Catherine Dumoulin, Yannick Lara, Alexandre Lambion, and Emmanuel Javeau of the Early Life Signs and Evolution Laboratory of the Astrobiology Research Unit in Uliège have discovered Nabyfusa magensis (N. We investigated a mysterious microfossil called A. majensis. The same goes for his billion-year-old geological formations in the Democratic Republic of Congo and Arctic Canada. Ultrastructural analysis of fossil cells from two geological formations (Australia and Canada) revealed the presence of an internal membrane with an arrangement, microstructure, and dimensions that clearly interpret it as a thylakoid membrane in which oxygenic photosynthesis occurs. These observations confirmed that N majensis is a fossil cyanobacterium.
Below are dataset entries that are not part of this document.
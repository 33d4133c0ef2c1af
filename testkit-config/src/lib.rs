//! Shared configuration types for the test harness crates.

pub mod shared;
//! Spawning runnable nodes from backups.
//!
//! A backup can seed either a streaming replica, which continuously applies
//! WAL from the source node, or an independent branch, which records its
//! ancestry once and then diverges. Both get a fresh working directory and a
//! port disjoint from every other live instance in the run.

use testkit_config::shared::HarnessConfig;
use testkit_postgres::node::{DATA_DIR, PgNode};
use tracing::info;

use crate::backup::{NoExclusions, NodeBackup, copy_tree_filtered};
use crate::error::{ErrorKind, TestkitResult};
use crate::naming::unique_base_dir;
use crate::oriole::SOURCES_FILE;
use crate::{bail, testkit_error};

/// File whose presence makes a data directory start as a standby.
const STANDBY_SIGNAL_FILE: &str = "standby.signal";

impl NodeBackup {
    /// Spawns a streaming replica of the backup's source node.
    ///
    /// The returned node is stopped, seeded from the backup tree, configured
    /// to listen on `port`, and set up to stream from the source node until
    /// torn down. The caller starts it.
    pub async fn spawn_replica(&self, name: &str, port: u16) -> TestkitResult<PgNode> {
        let mut node = self.materialize_node(name, port).await?;

        let data_dir = node.data_dir();
        tokio::fs::write(data_dir.join(STANDBY_SIGNAL_FILE), b"")
            .await
            .map_err(|err| {
                testkit_error!(
                    ErrorKind::ProvisionFailed,
                    "Failed to write the standby signal file",
                    data_dir.display(),
                    source: err
                )
            })?;
        node.append_config_line(&format!(
            "primary_conninfo = 'host={} port={} user={} application_name={}'",
            self.source().host,
            self.source().port,
            self.source().username,
            name
        ))
        .await?;
        node.set_parent(self.source().clone());

        info!(replica = name, port, "spawned replica");
        Ok(node)
    }

    /// Spawns an independent, write-capable branch of the backup's source node.
    ///
    /// Before the node ever starts, the source's data-directory path is
    /// recorded in the copied tree as a provenance marker, so later tooling
    /// can trace branch ancestry. No data flows after that.
    pub async fn spawn_branch(&self, name: &str, port: u16) -> TestkitResult<PgNode> {
        let mut node = self.materialize_node(name, port).await?;

        let sources_file = node.data_dir().join(SOURCES_FILE);
        let mut contents = self.source().data_dir.display().to_string();
        contents.push('\n');
        tokio::fs::write(&sources_file, contents)
            .await
            .map_err(|err| {
                testkit_error!(
                    ErrorKind::ProvisionFailed,
                    "Failed to write the branch provenance marker",
                    sources_file.display(),
                    source: err
                )
            })?;
        node.set_parent(self.source().clone());

        info!(branch = name, port, "spawned branch");
        Ok(node)
    }

    /// Seeds a fresh working directory from the backup tree and wraps it in a
    /// stopped node listening on `port`.
    async fn materialize_node(&self, name: &str, port: u16) -> TestkitResult<PgNode> {
        let data_src = self.data_dir();
        if !data_src.is_dir() {
            bail!(
                ErrorKind::ProvisionFailed,
                "Backup tree is missing its data directory",
                data_src.display()
            );
        }
        ensure_port_free(port)?;

        let harness = HarnessConfig::load()?;
        let base_dir = unique_base_dir(name, "node");
        copy_tree_filtered(data_src, base_dir.join(DATA_DIR), NoExclusions).await?;

        let node = PgNode::new(name, base_dir, port, &harness);
        node.append_config_line("").await?;
        node.append_config("port", port).await?;

        Ok(node)
    }
}

fn ensure_port_free(port: u16) -> TestkitResult<()> {
    // Probed with a transient bind; the listener is dropped immediately and
    // the port goes to the new node.
    match std::net::TcpListener::bind(("127.0.0.1", port)) {
        Ok(_listener) => Ok(()),
        Err(err) => Err(testkit_error!(
            ErrorKind::ProvisionFailed,
            "Port for the new node is already bound",
            format!("port {port}"),
            source: err
        )),
    }
}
This discovery reveals the role of cyanobacteria with thylakoid membranes in early Earth oxygenation. They played an important role in the early evolution of life and were active during the Great Oxygenation Event (GOE) about 2.4 billion years ago. However, the date of the origin of oxygenic photosynthesis and the type of cyanobacteria involved (protocyanobacteria? With or without thylakoids?) are still debated, and the ULiège researchers’ findings may help clarify these questions. provides a new approach to
Image of a microfossil specimen of Navifusa majensis. (Demoulin et al., Nature, 2024) [L] One of the microfossils with a stack of thylakoids highlighted with yellow bars [R] Enlarged view of the edge of the cell.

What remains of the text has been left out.